Introduction
At the present state of our knowledge, a discussion of Egyptian phonology must be addressed primarily as an issue of diachronic, rather than synchronic linguistics. While it is possible to recognize regular patterns of sound change in the history of the Egyptian language as a whole, including in many cases Afroasiatic antecedents, the synchronic systems of phonological oppositions at any given time in the four millennia of the productive history of this language often defy a clear analysis. Furthermore, our models of historical phonology tend to hide many uncertainties behind the regularity of the reconstructed paradigm, conveying the misleading impression that for each of the different phases of the language (Old, Middle, and Late Egyptian, Demotic, and Coptic) we are able to establish a discrete phonological system.

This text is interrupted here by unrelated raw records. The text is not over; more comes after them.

use axum::{
    extract::{FromRequest, FromRequestParts},
    response::{IntoResponse, Response},
};
use serde::Serialize;

use crate::error::ApiError;

/// `axum::Json` whose rejections are reported as [`ApiError`], so a body
/// that fails to parse gets the same JSON error shape as everything else.
#[derive(Debug, FromRequest)]
#[from_request(via(axum::Json), rejection(ApiError))]
pub struct Json<T>(pub T);

impl<T: Serialize> IntoResponse for Json<T> {
    fn into_response(self) -> Response {
        axum::Json(self.0).into_response()
    }
}

/// `axum::extract::Path` with [`ApiError`] rejections.
#[derive(Debug, FromRequestParts)]
#[from_request(via(axum::extract::Path), rejection(ApiError))]
pub struct Path<T>(pub T);
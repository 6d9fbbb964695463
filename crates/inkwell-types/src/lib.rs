pub mod api;
pub mod models;
pub mod validation;

pub use models::{Post, User};
pub use validation::{UserAction, ValidationError};
use argon2::{
    Algorithm, Argon2, Params, PasswordHash, PasswordHasher, PasswordVerifier, Version,
    password_hash::{self, SaltString, rand_core::OsRng},
};
use thiserror::Error;

#[derive(Debug, Error)]
pub enum HashError {
    #[error("password hashing failed: {0}")]
    Hashing(String),
    #[error("stored password hash is malformed")]
    InvalidHashFormat,
}

/// Argon2id password hasher with a fixed work factor.
///
/// The cost parameters only apply to new hashes. Verification reads the
/// parameters embedded in the stored PHC string, so raising the cost later
/// does not invalidate existing passwords.
#[derive(Debug, Clone, Default)]
pub struct CredentialHasher {
    params: Params,
}

impl CredentialHasher {
    /// `memory_kib` and `iterations` are the Argon2 m_cost and t_cost.
    pub fn new(memory_kib: u32, iterations: u32) -> Result<Self, HashError> {
        let params = Params::new(memory_kib, iterations, 1, None)
            .map_err(|e| HashError::Hashing(e.to_string()))?;
        Ok(Self { params })
    }

    pub fn hash(&self, password: &str) -> Result<String, HashError> {
        let salt = SaltString::generate(&mut OsRng);
        let argon2 = Argon2::new(Algorithm::Argon2id, Version::V0x13, self.params.clone());

        argon2
            .hash_password(password.as_bytes(), &salt)
            .map(|h| h.to_string())
            .map_err(|e| HashError::Hashing(e.to_string()))
    }

    /// Returns `Ok(false)` on a plain mismatch; errors only when `hashed` is
    /// not a usable PHC string.
    pub fn verify(&self, hashed: &str, candidate: &str) -> Result<bool, HashError> {
        let parsed = PasswordHash::new(hashed).map_err(|_| HashError::InvalidHashFormat)?;

        match Argon2::default().verify_password(candidate.as_bytes(), &parsed) {
            Ok(()) => Ok(true),
            Err(password_hash::Error::Password) => Ok(false),
            Err(_) => Err(HashError::InvalidHashFormat),
        }
    }
}
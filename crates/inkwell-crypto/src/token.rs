use chrono::{Duration, Utc};
use jsonwebtoken::{
    Algorithm, DecodingKey, EncodingKey, Header, Validation, decode, encode, errors::ErrorKind,
};
use thiserror::Error;
use tracing::debug;

use inkwell_types::api::Claims;

/// HS256 is used for both issuance and verification. A token whose header
/// declares any other algorithm fails verification.
const ALGORITHM: Algorithm = Algorithm::HS256;

#[derive(Debug, Error)]
pub enum TokenError {
    #[error("token signing failed: {0}")]
    Signing(String),
    #[error("invalid token")]
    Invalid,
    #[error("token has expired")]
    Expired,
    #[error("malformed token")]
    Malformed,
}

/// Issues and verifies bearer tokens with a process-wide secret.
#[derive(Clone)]
pub struct TokenService {
    secret: String,
    ttl: Duration,
}

impl std::fmt::Debug for TokenService {
    fn fmt(&self, f: &mut std::fmt::Formatter<'_>) -> std::fmt::Result {
        f.debug_struct("TokenService")
            .field("ttl", &self.ttl)
            .finish_non_exhaustive()
    }
}

impl TokenService {
    pub fn new(secret: impl Into<String>) -> Self {
        Self {
            secret: secret.into(),
            ttl: Duration::hours(1),
        }
    }

    pub fn with_ttl(mut self, ttl: Duration) -> Self {
        self.ttl = ttl;
        self
    }

    pub fn issue(&self, user_id: u32) -> Result<String, TokenError> {
        if self.secret.is_empty() {
            return Err(TokenError::Signing("secret is not configured".into()));
        }

        let claims = Claims {
            authorized: true,
            user_id,
            exp: (Utc::now() + self.ttl).timestamp(),
        };

        let token = encode(
            &Header::new(ALGORITHM),
            &claims,
            &EncodingKey::from_secret(self.secret.as_bytes()),
        )
        .map_err(|e| TokenError::Signing(e.to_string()))?;

        debug!("Issued token for user {}", user_id);
        Ok(token)
    }

    /// Check signature, algorithm and expiry, returning the embedded user id.
    pub fn verify(&self, token: &str) -> Result<u32, TokenError> {
        if self.secret.is_empty() {
            return Err(TokenError::Invalid);
        }

        let mut validation = Validation::new(ALGORITHM);
        validation.leeway = 0;

        let data = decode::<Claims>(
            token,
            &DecodingKey::from_secret(self.secret.as_bytes()),
            &validation,
        )
        .map_err(|e| match e.kind() {
            ErrorKind::ExpiredSignature => TokenError::Expired,
            ErrorKind::InvalidSignature
            | ErrorKind::InvalidAlgorithm
            | ErrorKind::InvalidAlgorithmName
            | ErrorKind::MissingAlgorithm
            | ErrorKind::ImmatureSignature => TokenError::Invalid,
            _ => TokenError::Malformed,
        })?;

        if !data.claims.authorized {
            return Err(TokenError::Invalid);
        }

        Ok(data.claims.user_id)
    }
}

#[cfg(test)]
mod tests {
    use super::*;

    #[test]
    fn issue_then_verify() {
        let tokens = TokenService::new("test-secret");
        let token = tokens.issue(7).unwrap();
        assert_eq!(tokens.verify(&token).unwrap(), 7);
    }

    #[test]
    fn expired_token() {
        let tokens = TokenService::new("test-secret").with_ttl(Duration::seconds(-10));
        let token = tokens.issue(7).unwrap();
        assert!(matches!(tokens.verify(&token), Err(TokenError::Expired)));
    }

    #[test]
    fn wrong_secret() {
        let token = TokenService::new("one").issue(7).unwrap();
        let err = TokenService::new("two").verify(&token).unwrap_err();
        assert!(matches!(err, TokenError::Invalid));
    }

    #[test]
    fn rejects_other_algorithm() {
        let claims = Claims {
            authorized: true,
            user_id: 7,
            exp: (Utc::now() + Duration::hours(1)).timestamp(),
        };
        let token = encode(
            &Header::new(Algorithm::HS512),
            &claims,
            &EncodingKey::from_secret(b"test-secret"),
        )
        .unwrap();

        let err = TokenService::new("test-secret").verify(&token).unwrap_err();
        assert!(matches!(err, TokenError::Invalid));
    }

    #[test]
    fn rejects_unauthorized_claim() {
        let claims = Claims {
            authorized: false,
            user_id: 7,
            exp: (Utc::now() + Duration::hours(1)).timestamp(),
        };
        let token = encode(
            &Header::new(ALGORITHM),
            &claims,
            &EncodingKey::from_secret(b"test-secret"),
        )
        .unwrap();

        let err = TokenService::new("test-secret").verify(&token).unwrap_err();
        assert!(matches!(err, TokenError::Invalid));
    }

    #[test]
    fn malformed_token() {
        let tokens = TokenService::new("test-secret");
        assert!(matches!(tokens.verify("garbage"), Err(TokenError::Malformed)));
        assert!(matches!(tokens.verify("a.b.c"), Err(TokenError::Malformed)));
    }

    #[test]
    fn empty_secret_cannot_sign() {
        let err = TokenService::new("").issue(1).unwrap_err();
        assert!(matches!(err, TokenError::Signing(_)));
    }
}
use axum::{
    extract::State,
    http::{StatusCode, header},
    response::IntoResponse,
};
use tracing::{info, warn};

use inkwell_types::Post;

use crate::auth::{AppState, with_db};
use crate::error::ApiError;
use crate::extract::{Json, Path};
use crate::middleware::AuthUser;

pub async fn create_post(
    State(state): State<AppState>,
    AuthUser(caller): AuthUser,
    Json(mut post): Json<Post>,
) -> Result<impl IntoResponse, ApiError> {
    post.prepare();
    post.validate()?;

    if caller != post.author_id {
        warn!("User {} tried to post as user {}", caller, post.author_id);
        return Err(ApiError::Forbidden);
    }

    let created = with_db(&state, move |db| db.create_post(&post)).await?;
    info!("User {} created post {}", caller, created.id);

    Ok((
        StatusCode::CREATED,
        [(header::LOCATION, format!("/posts/{}", created.id))],
        Json(created),
    ))
}

pub async fn get_posts(State(state): State<AppState>) -> Result<Json<Vec<Post>>, ApiError> {
    let posts = with_db(&state, |db| db.find_all_posts()).await?;
    Ok(Json(posts))
}

pub async fn get_post(
    State(state): State<AppState>,
    Path(id): Path<u64>,
) -> Result<Json<Post>, ApiError> {
    with_db(&state, move |db| db.find_post_by_id(id))
        .await?
        .map(Json)
        .ok_or(ApiError::NotFound("Post"))
}

/// Look up a post and confirm `caller` wrote it.
async fn owned_post(state: &AppState, id: u64, caller: u32) -> Result<Post, ApiError> {
    let post = with_db(state, move |db| db.find_post_by_id(id))
        .await?
        .ok_or(ApiError::NotFound("Post"))?;

    if post.author_id != caller {
        warn!("User {} does not own post {}", caller, id);
        return Err(ApiError::Forbidden);
    }
    Ok(post)
}

pub async fn update_post(
    State(state): State<AppState>,
    Path(id): Path<u64>,
    AuthUser(caller): AuthUser,
    Json(mut update): Json<Post>,
) -> Result<Json<Post>, ApiError> {
    let existing = owned_post(&state, id, caller).await?;

    // Authorship is fixed at creation.
    update.author_id = existing.author_id;
    update.prepare();
    update.validate()?;

    with_db(&state, move |db| db.update_post(id, &update))
        .await?
        .map(Json)
        .ok_or(ApiError::NotFound("Post"))
}

pub async fn delete_post(
    State(state): State<AppState>,
    Path(id): Path<u64>,
    AuthUser(caller): AuthUser,
) -> Result<impl IntoResponse, ApiError> {
    owned_post(&state, id, caller).await?;

    let removed = with_db(&state, move |db| db.delete_post(id, caller)).await?;
    if removed == 0 {
        return Err(ApiError::NotFound("Post"));
    }

    info!("User {} deleted post {}", caller, id);
    Ok((StatusCode::NO_CONTENT, [("entity", id.to_string())]))
}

The actual phonetic realities underlying the abstract reconstructions are even more elusive: the traditional pronunciation and transliteration of many Egyptian phonemes rest upon hardly anything more than scholarly conventions, and even for the relatively well-known Coptic, in which Egyptian sounds are rendered in a Greek-based alphabet, it is difficult to assess reliable phonetic values for some of the Greek signs and the Demotic graphemes that were added to the Greek alphabetic set.

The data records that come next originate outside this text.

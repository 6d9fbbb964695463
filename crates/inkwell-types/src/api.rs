use serde::{Deserialize, Serialize};

// -- Token claims --

/// Bearer token payload. Shared between the token service (issue/verify) and
/// the API layer so both agree on the exact field set.
#[derive(Debug, Clone, PartialEq, Eq, Serialize, Deserialize)]
pub struct Claims {
    pub authorized: bool,
    pub user_id: u32,
    pub exp: i64,
}

// -- Auth --

#[derive(Debug, Deserialize)]
pub struct LoginRequest {
    #[serde(default)]
    pub email: String,
    #[serde(default)]
    pub password: String,
}

#[derive(Debug, Serialize, Deserialize)]
pub struct LoginResponse {
    pub token: String,
}

// -- Errors --

#[derive(Debug, Serialize, Deserialize)]
pub struct ErrorResponse {
    pub error: String,
}
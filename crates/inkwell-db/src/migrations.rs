use anyhow::Result;
use rusqlite::Connection;
use tracing::info;

pub fn run(conn: &Connection) -> Result<()> {
    conn.execute_batch("CREATE TABLE IF NOT EXISTS schema_version (version INTEGER NOT NULL);")?;

    let version: i64 =
        conn.query_row("SELECT COALESCE(MAX(version), 0) FROM schema_version", [], |r| r.get(0))?;

    if version < 1 {
        info!("Running migration v1 (users, posts)");
        conn.execute_batch(
            "
            CREATE TABLE IF NOT EXISTS users (
                id          INTEGER PRIMARY KEY AUTOINCREMENT,
                username    TEXT NOT NULL UNIQUE,
                email       TEXT NOT NULL UNIQUE,
                password    TEXT NOT NULL,
                created_at  TEXT NOT NULL,
                updated_at  TEXT NOT NULL
            );

            CREATE TABLE IF NOT EXISTS posts (
                id          INTEGER PRIMARY KEY AUTOINCREMENT,
                title       TEXT NOT NULL UNIQUE,
                content     TEXT NOT NULL,
                author_id   INTEGER NOT NULL REFERENCES users(id),
                created_at  TEXT NOT NULL,
                updated_at  TEXT NOT NULL
            );

            CREATE INDEX IF NOT EXISTS idx_posts_author
                ON posts(author_id);

            INSERT INTO schema_version (version) VALUES (1);
            ",
        )?;
    }

    info!("Database migrations complete");
    Ok(())
}
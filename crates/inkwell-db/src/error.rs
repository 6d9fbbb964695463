use rusqlite::ErrorCode;
use thiserror::Error;

use inkwell_crypto::HashError;

pub type StoreResult<T> = std::result::Result<T, StoreError>;

#[derive(Debug, Error)]
pub enum StoreError {
    /// A uniqueness or foreign key rule rejected the write. `field` is the
    /// offending column, e.g. `username`, `email`, `title` or `author_id`.
    #[error("constraint violation on {field}")]
    ConstraintViolation { field: String },
    #[error(transparent)]
    Hash(#[from] HashError),
    #[error(transparent)]
    Sqlite(rusqlite::Error),
    #[error(transparent)]
    Internal(#[from] anyhow::Error),
}

impl From<rusqlite::Error> for StoreError {
    fn from(err: rusqlite::Error) -> Self {
        if let rusqlite::Error::SqliteFailure(code, Some(msg)) = &err {
            if code.code == ErrorCode::ConstraintViolation {
                if let Some(field) = constraint_field(msg) {
                    return StoreError::ConstraintViolation { field };
                }
            }
        }
        StoreError::Sqlite(err)
    }
}

/// Pull the column name out of SQLite's constraint messages:
/// `UNIQUE constraint failed: users.email` -> `email`.
fn constraint_field(msg: &str) -> Option<String> {
    if let Some(cols) = msg.strip_prefix("UNIQUE constraint failed: ") {
        let first = cols.split(',').next()?.trim();
        return first.rsplit('.').next().map(str::to_string);
    }
    if msg.starts_with("FOREIGN KEY constraint failed") {
        return Some("author_id".to_string());
    }
    None
}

In fact, the main reason for the difficulties in reconstructing the phonology of Ancient Egyptian lies in the nature of the writing system: Hieroglyphs, Hieratic and Demotic represent the mere consonantal skeleton of a word (and sometimes only a portion thereof), followed by indicators of lexical classes, the so-called “determinatives.” Semivocalic phonemes are rarely indicated, vowels practically never.